Ben Lamm. Photography by John Davidson.

Woolly mammoths haven’t existed for thousands of years. Most had disappeared about 10,000 years ago, and the few remaining populations were gone by about 4,000 years ago.

But imagine if they roamed in the 21st century. Their stomping in the Arctic could expose healthy, carbon-trapping grasses, suppress methane and prevent light reflection. They could restore the tundra to a global climate protector. With the ever-present threat of climate change, biodiversity loss and other issues, the mammoths would address problems humans are trying to solve.    

This isn’t just hypothetical. Earlier this year, a company called Colossal Biosciences announced its goal to bring back the woolly mammoth. And our neighbor Ben Lamm is at the helm 

Lamm, a fellow of the Explorer’s Club and a Scientific Advisory Board member on the Planetary Society, has been interested in nature preservation his whole life. 

Throughout his childhood, the Texas native traveled frequently with his family.
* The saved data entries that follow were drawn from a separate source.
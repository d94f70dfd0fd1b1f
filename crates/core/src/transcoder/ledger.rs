//! Tracks objects a job has uploaded so a failed job can remove them.

use std::sync::Arc;
use tokio::sync::OwnedMutexGuard;
use tracing::{debug, warn};

use crate::metrics;
use crate::storage::StorageGateway;

/// Destination keys written by one job.
///
/// Only keys the job created are ever deleted. A key that already existed
/// before the upload belongs to whoever published it first, so overwriting it
/// does not make it ours to remove.
///
/// An armed ledger that is dropped without [`commit`](Self::commit) or
/// [`rollback`](Self::rollback), as happens when the job future is cancelled,
/// deletes its created keys from a background task. The destination prefix
/// guard, if held, is released only once that task finishes.
pub(crate) struct UploadLedger {
    storage: Arc<dyn StorageGateway>,
    created: Vec<String>,
    uploaded: usize,
    armed: bool,
    prefix_guard: Option<OwnedMutexGuard<()>>,
}

impl UploadLedger {
    /// `armed` = false records keys but never deletes them.
    pub(crate) fn new(storage: Arc<dyn StorageGateway>, armed: bool) -> Self {
        Self {
            storage,
            created: Vec::new(),
            uploaded: 0,
            armed,
            prefix_guard: None,
        }
    }

    /// Keeps the destination prefix locked for as long as the ledger lives.
    pub(crate) fn holding(mut self, prefix_guard: OwnedMutexGuard<()>) -> Self {
        self.prefix_guard = Some(prefix_guard);
        self
    }

    pub(crate) fn is_armed(&self) -> bool {
        self.armed
    }

    /// Records an upload. `created` is false when the key existed beforehand.
    pub(crate) fn record(&mut self, key: String, created: bool) {
        metrics::OBJECTS_UPLOADED.inc();
        self.uploaded += 1;
        if created {
            self.created.push(key);
        }
    }

    /// Number of uploads recorded.
    pub(crate) fn len(&self) -> usize {
        self.uploaded
    }

    /// Keeps every recorded object. Returns how many there were.
    pub(crate) fn commit(mut self) -> usize {
        self.armed = false;
        self.uploaded
    }

    /// Deletes created objects if armed. Returns how many were deleted.
    pub(crate) async fn rollback(mut self) -> usize {
        if !std::mem::replace(&mut self.armed, false) {
            return 0;
        }
        let keys = std::mem::take(&mut self.created);
        delete_all(self.storage.as_ref(), keys).await
    }
}

impl Drop for UploadLedger {
    fn drop(&mut self) {
        if !self.armed || self.created.is_empty() {
            return;
        }
        let keys = std::mem::take(&mut self.created);
        match tokio::runtime::Handle::try_current() {
            Ok(handle) => {
                let storage = Arc::clone(&self.storage);
                let prefix_guard = self.prefix_guard.take();
                warn!("Job cancelled, rolling back {} uploaded objects", keys.len());
                handle.spawn(async move {
                    delete_all(storage.as_ref(), keys).await;
                    drop(prefix_guard);
                });
            }
            Err(_) => {
                warn!(
                    "Job cancelled outside a runtime, leaving {} uploaded objects",
                    keys.len()
                );
            }
        }
    }
}

/// Deletes `keys` newest first, continuing past failures.
async fn delete_all(storage: &dyn StorageGateway, keys: Vec<String>) -> usize {
    let mut deleted = 0;
    for key in keys.iter().rev() {
        match storage.delete(key).await {
            Ok(()) => {
                deleted += 1;
                metrics::ROLLBACK_OBJECTS.with_label_values(&["deleted"]).inc();
                debug!("Rolled back {}", key);
            }
            Err(e) => {
                metrics::ROLLBACK_OBJECTS.with_label_values(&["failed"]).inc();
                warn!("Failed to roll back {}: {}", key, e);
            }
        }
    }
    deleted
}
They spent a lot of time in Africa, where they saw animals roaming freely. 

“I’ve always been drawn to animals and preserving wildlife in their natural habitat,” says Lamm, who splits his time between Austin and his family’s mid-century modern Preston Hollow home. “And then, over the last four or five years, as there’s been more and more science that’s come out showing the effects of man-made climate change, it’s just made me more interested in leveraging my skill sets with emerging technologies for that category.”

During his career, Lamm founded several startups: Hypergiant, an enterprise AI Software company focusing on critical infrastructure, space and defense; Conversable, a conversational intelligence platform that facilitates automated experiences between companies and customers, acquired by LivePerson; Chaotic Moon, a creative technology company acquired by Accenture; and Team Chaos, a gaming business acquired by Zynga.

Given his interest in synthetic biology, Lamm met with scientist George Church, a leading researcher in the field, a couple years ago. Synthetic biology includes redesigning organisms to address problems by engineering them to have new abilities. Church, the Robert Winthrop professor of genetics at Harvard Medical School and a core faculty member at the Wyss Institute for Biologically Inspired Engineering at Harvard University, is known for his breakthroughs in genomics.

Conversations with Church about synthetic biology led to discussions about bringing back the mammoth. Together, they founded Colossal. 

“It was really this opportunity to build this next-gen biotech company that was focused on a big moonshot that I think is as important for humanity as landing on the moon was, with the extinction, and then apply those technologies to both conservation and human health care,” Lamm says. “It was a company that really met my core values and goals, but at the same time, peaked my technological interest, and I thought I could help build a team that was pretty complementary to George and his team and his research.”  

Colossal is working with Asian elephants, which are endangered. They have a genetic code that is 99.6% similar to the woolly mammoths, their ancestors. If these elephants have the genetic adaptations to survive in the Arctic, where there is less population density and human-elephant conflict, they could be saved. 

Lamm says the goal is to have the first cohort of calves, somewhere in the low teens, four to six years from now. They will look and act like woolly mammoths, but their unseen DNA will be a combination of a woolly mammoth and an Asian elephant. 

In the process, the team hopes to make other scientific advancements. For example, they’re working on a vaccine and treatment for EEHV, a form of the herpes virus that can kill elephants. Lamm says other technologies such as genetic engineering tools and artificial wombs, which can benefit human health, will also be invented.

As of mid-November, Colossal had raised $16.5 million in its seed round. The company has labs in Boston and Dallas and offices in Austin. 

“I, like many others, are excited for the day to see a mammoth back on this planet and be able to inspire others,” he says. “One of the things that I think we not only have an opportunity to do but we have a responsibility to do is to ensure that we bring to genetics and biology the same level of attention and excitement and hopefully inspiration that some of the great space technology companies like SpaceX, Blue Origin and Virgin Galactic are doing for engineering.”